On March 7, 2016, 12:19 p.m., Yongqiao Wang wrote:
> 
> -----------------------------------------------------------
> This is an automatically generated e-mail. To reply, visit:
> https://reviews.apache.org/r/41681/
> -----------------------------------------------------------
> 
> (Updated March 7, 2016, 12:19 p.m.)
> 
> 
> Review request for mesos, Adam B, Neil Conway, and Qian Zhang.
> 
> 
> Bugs: MESOS-4214
>     https://issues.apache.org/jira/browse/MESOS-4214
> 
> 
> Repository: mesos
> 
> 
> Description
> -------
> 
> Introduce HTTP endpoint /weights for updating weight.
> 
> 
> Diffs
> -----
> 
>   include/mesos/authorizer/authorizer.hpp 
> 5ee3c7afadd131802c93febbb6b4dbad069c2d81 
>   include/mesos/authorizer/authorizer.proto 
> 84d2cb3fbff3fbc7c3854d6eec5a3a55ad5760f8 
>   src/CMakeLists.txt 8f57a5701073bf1eaaa223383e928cf5db8f8ae4 
>   src/Makefile.am a41e95ddeb838fdebf4ced953c4a29181916e261 
>   src/authorizer/local/authorizer.hpp 
> c7321c276d566eca6a91f45c546468bea1b0da15 
>   src/authorizer/local/authorizer.cpp 
> a1486bd042e1d59e5ac99c2619fb3228c37b9788 
>   src/master/http.cpp 8276baa538eb4d2aaf54cc1aa516bffaadacc4dd 
>   src/master/master.hpp ea26670e6c6c67314406fded510e8fdd46053dc8 
>   src/master/master.cpp 57ff4a39039f573b8586bc03f873f97826b97f6f 
>   src/master/registry.proto 9958f9c2bdb785390fca2f292b65d5a9310434d5 
>   src/master/weights_handler.cpp PRE-CREATION 
>   src/tests/mesos.hpp d36840f6e23e5823332de53061bf6852330bdf0b 
>   src/tests/mesos.cpp e0f641c6828833de13a0a233e39ff6dc3f343d5c 
> 
> Diff: https://reviews.apache.org/r/41681/diff/
> 
> 
> Testing
> -------
> 
> Make & Make check successfully!
> 
> $ (./mesos-master.sh --ip=127.0.0.1 --work_dir=/tmp/mesos-master  
> --weights="role1=4.2,role2=3.1" --authenticate_http 
> --credentials=/opt/credentials.json  >> /tmp/mesos-master.log 2>&1 &)
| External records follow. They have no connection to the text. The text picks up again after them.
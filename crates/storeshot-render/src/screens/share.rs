//! "Share Trip": PDF preview with placeholder text lines, and share options.

use super::{Painter, content_band};
use crate::icons::draw_icon;
use crate::text::Style;
use storeshot_core::color::{
    BLACK, BLUE, CAT_GREEN, CAT_PURPLE, DARK_GRAY, DARKER_GRAY, LIGHT_GRAY, MID_GRAY, WHITE,
};
use storeshot_core::layout::frac;
use storeshot_core::{APP_NAME, Area, IconKind, Rgb, ScreenKind};

/// Placeholder lines in the preview: color and width as a fraction of the
/// preview's inner width. Every fourth line starts a paragraph and is drawn
/// slightly taller and darker.
const PREVIEW_LINES: [(Rgb, f32); 11] = [
    (DARKER_GRAY, 1.0),
    (MID_GRAY, 0.85),
    (MID_GRAY, 0.70),
    (LIGHT_GRAY, 0.60),
    (DARKER_GRAY, 0.95),
    (MID_GRAY, 0.80),
    (MID_GRAY, 0.55),
    (LIGHT_GRAY, 0.45),
    (DARKER_GRAY, 0.90),
    (MID_GRAY, 0.75),
    (MID_GRAY, 0.50),
];

const OPTIONS: [(&str, &str, Rgb); 3] = [
    ("Share as PDF", "Generate a downloadable PDF", BLUE),
    ("Share Link", "Create a shareable web link", CAT_PURPLE),
    ("AirDrop", "Send to nearby Apple devices", CAT_GREEN),
];

pub(super) fn draw(p: &mut Painter<'_>, area: Area, content_y: f32) {
    let inner = content_band(area);
    let pdf_y = content_y + p.px(20.0);
    let pdf_h = frac(area.height, 0.52);
    let preview = Area::new(inner.x, pdf_y, inner.width, pdf_h);
    pdf_preview(p, preview);
    share_button(p, preview);

    let first_y = preview.bottom() + p.px(25.0);
    let option_h = frac(area.height, 0.08);
    let gap = p.px(10.0);
    let limit = area.bottom() - p.px(10.0);
    for (i, &(label, detail, color)) in OPTIONS.iter().enumerate() {
        let y = first_y + i as f32 * (option_h + gap);
        if !p.fits_within(ScreenKind::ShareTrip, "share-option", y + option_h, limit) {
            break;
        }
        let row = Area::new(inner.x, y, inner.width, option_h);
        share_option(p, row, label, detail, color);
    }
}

fn pdf_preview(p: &mut Painter<'_>, card: Area) {
    p.canvas.rounded_rect(
        card.x,
        card.y,
        card.right(),
        card.bottom(),
        p.px(18.0),
        Some(WHITE),
        Some((LIGHT_GRAY, 3.0)),
    );
    let margin = p.px(25.0);
    let page = card.inset(margin);

    p.text(page.x, page.y, APP_NAME, 36.0, Style::Bold, BLUE);
    let tagline_y = page.y + p.px(44.0);
    p.text(page.x, tagline_y, "Trip Itinerary", 20.0, Style::Regular, MID_GRAY);

    let divider_y = page.y + p.px(80.0);
    p.canvas
        .line((page.x, divider_y), (page.right(), divider_y), LIGHT_GRAY, 2.0);

    let title_y = divider_y + p.px(20.0);
    p.text(page.x, title_y, "Paris, France", 30.0, Style::Bold, BLACK);
    let dates = "June 15 - June 22, 2025";
    p.text(page.x, title_y + p.px(38.0), dates, 20.0, Style::Regular, DARK_GRAY);

    let first_y = title_y + p.px(80.0);
    let line_h = p.px(12.0);
    let step = line_h + p.px(18.0);
    for (i, &(color, ratio)) in PREVIEW_LINES.iter().enumerate() {
        let y = first_y + i as f32 * step;
        if !p.fits_within(ScreenKind::ShareTrip, "pdf-line", y + line_h, page.bottom()) {
            break;
        }
        let w = frac(page.width, ratio);
        let (h, color) = if i % 4 == 0 {
            (line_h + 2.0, color.lerp(WHITE, 0.3))
        } else {
            (line_h, color.lerp(WHITE, 0.5))
        };
        p.canvas
            .fill_rounded(page.x, y, page.x + w, y + h, 3.0, color);
    }
}

fn share_button(p: &mut Painter<'_>, card: Area) {
    let size = p.px(80.0);
    let cx = card.right() - p.px(50.0);
    let cy = card.bottom() - p.px(50.0);
    p.canvas.circle(cx, cy, (size / 2.0).floor(), BLUE);
    let icon = p.px(50.0);
    let offset = p.px(25.0);
    draw_icon(p.canvas, cx - offset, cy - offset, icon as u32, IconKind::Share, WHITE);
}

fn share_option(p: &mut Painter<'_>, row: Area, label: &str, detail: &str, color: Rgb) {
    log::trace!("share option {label:?} at y={}", row.y);
    p.card(row.x, row.y, row.right(), row.bottom(), p.px(14.0));
    let dot_x = row.x + p.px(30.0);
    let dot_y = row.y + (row.height / 2.0).floor();
    let dot_r = p.px(8.0);
    p.canvas.circle(dot_x, dot_y, dot_r, color);

    let x = row.x + p.px(50.0);
    p.text(x, row.y + frac(row.height, 0.12), label, 24.0, Style::Bold, BLACK);
    p.text(x, row.y + frac(row.height, 0.50), detail, 20.0, Style::Regular, MID_GRAY);
}

#[cfg(test)]
mod tests {
    use super::*;
    use crate::canvas::Canvas;
    use crate::text::FontBook;
    use pretty_assertions::assert_eq;
    use storeshot_core::{Diagnostics, PhoneFrame, Scale};

    fn render(height: u32) -> (Canvas, Diagnostics) {
        let fonts = FontBook::builtin();
        let mut canvas = Canvas::new(1290, height, WHITE).unwrap();
        let mut diagnostics = Diagnostics::new();
        let scale = Scale::for_width(1290);
        let area = PhoneFrame::for_canvas(1290, height).screen(scale);
        let mut p = Painter::new(&mut canvas, &fonts, &mut diagnostics, scale);
        let content_y = area.y + 195.0;
        draw(&mut p, area, content_y);
        (canvas, diagnostics)
    }

    #[test]
    fn full_preview_and_all_options() {
        let (canvas, diagnostics) = render(2796);
        assert!(diagnostics.is_empty());
        // Share button centered at (1086 - 50, 1897 - 50).
        assert_eq!(canvas.pixel(1036, 1820), Some(BLUE));
        // Third option's dot: rows start at 1922 and step 146 px.
        assert_eq!(canvas.pixel(234, 1922 + 292 + 68), Some(CAT_GREEN));
    }

    #[test]
    fn overflowing_lines_and_options_stop_early() {
        let (_, diagnostics) = render(1400);
        let elements: Vec<&str> = diagnostics.iter().map(|d| d.element).collect();
        assert_eq!(elements, vec!["pdf-line", "share-option"]);
    }
}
> $ curl http://localhost:5050/roles | python -mjson.tool
> {
>     "roles": [
>         {
>             "frameworks": [ ], 
>             "name": "*", 
>             "resources": {
>                 "cpus": 0, 
>                 "disk": 0, 
>                 "mem": 0
>             }, 
>             "weight": 1
>         }, 
>         {
>             "frameworks": [ ], 
>             "name": "role1", 
>             "resources": {
>                 "cpus": 0, 
>                 "disk": 0, 
>                 "mem": 0
>             }, 
>             "weight": 4.2
>         }, 
>         {
>             "frameworks": [ ], 
>             "name": "role2", 
>             "resources": {
>                 "cpus": 0, 
>                 "disk": 0, 
>                 "mem": 0
>             }, 
>             "weight": 3.1
>         }
>     ]
> }
> 
> Test update:
> $ curl --user framework1:secret_string1 --data 
> "[{\"weight\":1.8,\"role\":\"role1\"},{\"weight\":1.0,\"role\":\"role2\"},{\"weight\":3.4,\"role\":\"role3\"}]"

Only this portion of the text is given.